Our research is based on two main pillars: Firstly, we develop new tools to characterize viral reservoirs and provide diagnostic assays that can be used in HIV Cure studies. Secondly, we perform basic research on HIV latency and pathogenesis, hereby focusing largely on long non-coding RNAs.

Characterization of the HIV reservoir in vivo

We develop and use new sensitive techniques to investigate the size and dynamics of the HIV reservoir in HIV patients. We have ongoing projects investigating the impact of specific antiretroviral regimens on the size of the HIV reservoir, but also projects including elite controllers and functional cured patients. These comprise of a small group of patients that are able to suppress HIV disease progression without requiring antiretroviral therapy.

We recently developed state of the art sensitive quantification tools to measure total and episomal HIV DNA (2LTR circles) and cellular HIV RNA using the droplet digital PCR platform (ddPCR). In addition, we perform a more generic variant of digital PCR to exclusively quantify the amount integrated HIV DNA which was recently published.

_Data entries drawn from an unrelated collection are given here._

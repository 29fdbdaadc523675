use bookshelf_core::db::open_db_in_memory;
use bookshelf_core::{
    Author, Book, CatalogRepository, EntityKind, Librarian, Library, MatchPolicy, QueryService,
    ServiceError, SqliteCatalogRepository,
};
use rusqlite::Connection;

fn titles<'a>(books: impl IntoIterator<Item = &'a Book>) -> Vec<&'a str> {
    books.into_iter().map(|book| book.title.as_str()).collect()
}

/// George Orwell with "1984" and "Animal Farm", both held by "City".
fn seed_orwell(conn: &Connection) -> (Author, Library) {
    let repo = SqliteCatalogRepository::new(conn);
    let orwell = Author::new("George Orwell");
    repo.create_author(&orwell).unwrap();
    let city = Library::new("City");
    repo.create_library(&city).unwrap();
    for title in ["1984", "Animal Farm"] {
        repo.create_book(&Book::new(title, orwell.uuid), &[city.uuid])
            .unwrap();
    }
    (orwell, city)
}

#[test]
fn orwell_city_scenario() {
    let conn = open_db_in_memory().unwrap();
    let (orwell, city) = seed_orwell(&conn);
    let queries = QueryService::new(SqliteCatalogRepository::new(&conn));

    let in_city = queries.books_in_library("City").unwrap();
    assert_eq!(
        titles(in_city.books.iter().map(|entry| &entry.book)),
        vec!["1984", "Animal Farm"]
    );

    let authors = queries.authors_with_books_in("City").unwrap();
    assert_eq!(authors, vec![orwell]);

    let err = queries.librarian_of_library("City").unwrap_err();
    assert!(matches!(
        err,
        ServiceError::NotFound {
            kind: EntityKind::Librarian,
            ..
        }
    ));

    let repo = SqliteCatalogRepository::new(&conn);
    let librarian = Librarian::new("Bob Smith", city.uuid);
    repo.create_librarian(&librarian).unwrap();
    assert_eq!(queries.librarian_of_library("City").unwrap(), librarian);
}

#[test]
fn missing_library_is_distinguished_from_missing_librarian() {
    let conn = open_db_in_memory().unwrap();
    let queries = QueryService::new(SqliteCatalogRepository::new(&conn));

    let err = queries.librarian_of_library("Nowhere").unwrap_err();
    assert!(matches!(
        err,
        ServiceError::NotFound {
            kind: EntityKind::Library,
            ..
        }
    ));
}

#[test]
fn books_by_author_contains_every_book_of_the_author() {
    let conn = open_db_in_memory().unwrap();
    let (orwell, _) = seed_orwell(&conn);
    let queries = QueryService::new(SqliteCatalogRepository::new(&conn));

    let lookup = queries.books_by_author("George Orwell").unwrap();
    assert!(lookup.warning.is_none());
    assert_eq!(lookup.value.author, orwell);
    assert_eq!(titles(&lookup.value.books), vec!["1984", "Animal Farm"]);

    let by_id = queries.books_by_author_id(orwell.uuid).unwrap();
    assert_eq!(by_id.books, lookup.value.books);
}

#[test]
fn unknown_author_is_not_found() {
    let conn = open_db_in_memory().unwrap();
    let queries = QueryService::new(SqliteCatalogRepository::new(&conn));

    let err = queries.books_by_author("Nobody").unwrap_err();
    assert!(matches!(
        err,
        ServiceError::NotFound {
            kind: EntityKind::Author,
            ..
        }
    ));
}

#[test]
fn deleted_author_is_not_found_afterwards() {
    let conn = open_db_in_memory().unwrap();
    let (orwell, _) = seed_orwell(&conn);
    let repo = SqliteCatalogRepository::new(&conn);
    repo.delete_author(orwell.uuid).unwrap();

    let queries = QueryService::new(SqliteCatalogRepository::new(&conn));
    assert!(matches!(
        queries.books_by_author("George Orwell"),
        Err(ServiceError::NotFound { .. })
    ));
    assert!(queries
        .books_in_library("City")
        .unwrap()
        .books
        .is_empty());
}

#[test]
fn ambiguous_author_uses_first_match_and_warns() {
    let conn = open_db_in_memory().unwrap();
    let repo = SqliteCatalogRepository::new(&conn);
    let first = Author::new("John Smith");
    let second = Author::new("John Smith");
    repo.create_author(&first).unwrap();
    repo.create_author(&second).unwrap();
    repo.create_book(&Book::new("First Book", first.uuid), &[])
        .unwrap();
    repo.create_book(&Book::new("Second Book", second.uuid), &[])
        .unwrap();

    let queries = QueryService::new(SqliteCatalogRepository::new(&conn));
    let lookup = queries.books_by_author("John Smith").unwrap();
    assert_eq!(lookup.value.author.uuid, first.uuid);
    assert_eq!(titles(&lookup.value.books), vec!["First Book"]);

    let warning = lookup.warning.expect("ambiguity is reported");
    assert_eq!(warning.kind, EntityKind::Author);
    assert_eq!(warning.candidates, 2);
    assert_eq!(warning.chosen, first.uuid);

    let err = queries
        .resolve_author("John Smith", MatchPolicy::Strict)
        .unwrap_err();
    assert!(matches!(err, ServiceError::AmbiguousMatch(details) if details.candidates == 2));
}

#[test]
fn libraries_containing_book_is_reverse_of_books_in_library() {
    let conn = open_db_in_memory().unwrap();
    let (orwell, city) = seed_orwell(&conn);
    let repo = SqliteCatalogRepository::new(&conn);
    let central = Library::new("Central");
    repo.create_library(&central).unwrap();
    let nineteen = repo.find_books_by_title("1984").unwrap().remove(0);
    repo.add_book_to_library(central.uuid, nineteen.uuid).unwrap();

    let queries = QueryService::new(SqliteCatalogRepository::new(&conn));
    let lookup = queries.libraries_containing_book("1984").unwrap();
    assert!(lookup.warning.is_none());
    assert_eq!(lookup.value.book.author_uuid, orwell.uuid);
    assert_eq!(lookup.value.libraries, vec![central.clone(), city.clone()]);

    for library in [&central, &city] {
        let held = queries.books_in_library(&library.name).unwrap();
        assert!(held.books.iter().any(|entry| entry.book.uuid == nineteen.uuid));
    }
}

#[test]
fn authors_in_library_are_distinct() {
    let conn = open_db_in_memory().unwrap();
    let (orwell, city) = seed_orwell(&conn);
    let repo = SqliteCatalogRepository::new(&conn);
    let austen = Author::new("Jane Austen");
    repo.create_author(&austen).unwrap();
    repo.create_book(&Book::new("Emma", austen.uuid), &[city.uuid])
        .unwrap();

    let queries = QueryService::new(SqliteCatalogRepository::new(&conn));
    let authors = queries.authors_with_books_in("City").unwrap();
    assert_eq!(authors, vec![orwell, austen]);
}

#[test]
fn book_counts_and_library_summary() {
    let conn = open_db_in_memory().unwrap();
    let (orwell, city) = seed_orwell(&conn);
    let repo = SqliteCatalogRepository::new(&conn);
    let king = Author::new("Stephen King");
    repo.create_author(&king).unwrap();
    repo.create_librarian(&Librarian::new("Bob Smith", city.uuid))
        .unwrap();

    let queries = QueryService::new(SqliteCatalogRepository::new(&conn));
    let counts: Vec<(String, u64)> = queries
        .book_count_by_author()
        .unwrap()
        .into_iter()
        .map(|entry| (entry.author.name, entry.book_count))
        .collect();
    assert_eq!(
        counts,
        vec![
            (orwell.name.clone(), 2),
            ("Stephen King".to_string(), 0)
        ]
    );

    let summary = queries.library_summary("City").unwrap();
    assert_eq!(summary.library, city);
    assert_eq!(summary.book_count, 2);
    assert_eq!(summary.author_count, 1);
    assert_eq!(
        summary.librarian.map(|librarian| librarian.name),
        Some("Bob Smith".to_string())
    );
}

#[test]
fn query_results_serialize_to_json() {
    let conn = open_db_in_memory().unwrap();
    seed_orwell(&conn);
    let queries = QueryService::new(SqliteCatalogRepository::new(&conn));

    let value = serde_json::to_value(queries.books_by_author("George Orwell").unwrap()).unwrap();
    assert_eq!(value["value"]["author"]["name"], "George Orwell");
    assert_eq!(value["value"]["books"][0]["title"], "1984");
    assert!(value["warning"].is_null());
}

We are now focusing on integration site sequencing of proviral HIV DNA and analyzing the methylation profile of integrated proviruses.

Using these tools we have started and are collaborating in several clinical studies.

Investigation of long non-coding RNAs in HIV disease/latency

Long non-coding RNAs (lncRNAs) have long been neglected as bulk RNA with no biological function. However, it is now becoming increasingly clear that these molecules actually play various and important roles in cellular pathways, including transcriptional regulation and epigenetic editing. Because of the importance of transcription and epigenetic mechanisms in HIV latency, our group started to investigate these molecules in HIV infection and in HIV latency establishment using an in vitro HIV latency model. We perform transcriptome profiling to discover key lncRNAs in HIV infection and latency using mircroarray, deep sequencing and specific RT-qPCR. In addition, we perform in vitro lncRNA knock down experiments to experimentally falsify the functional role of these molecules.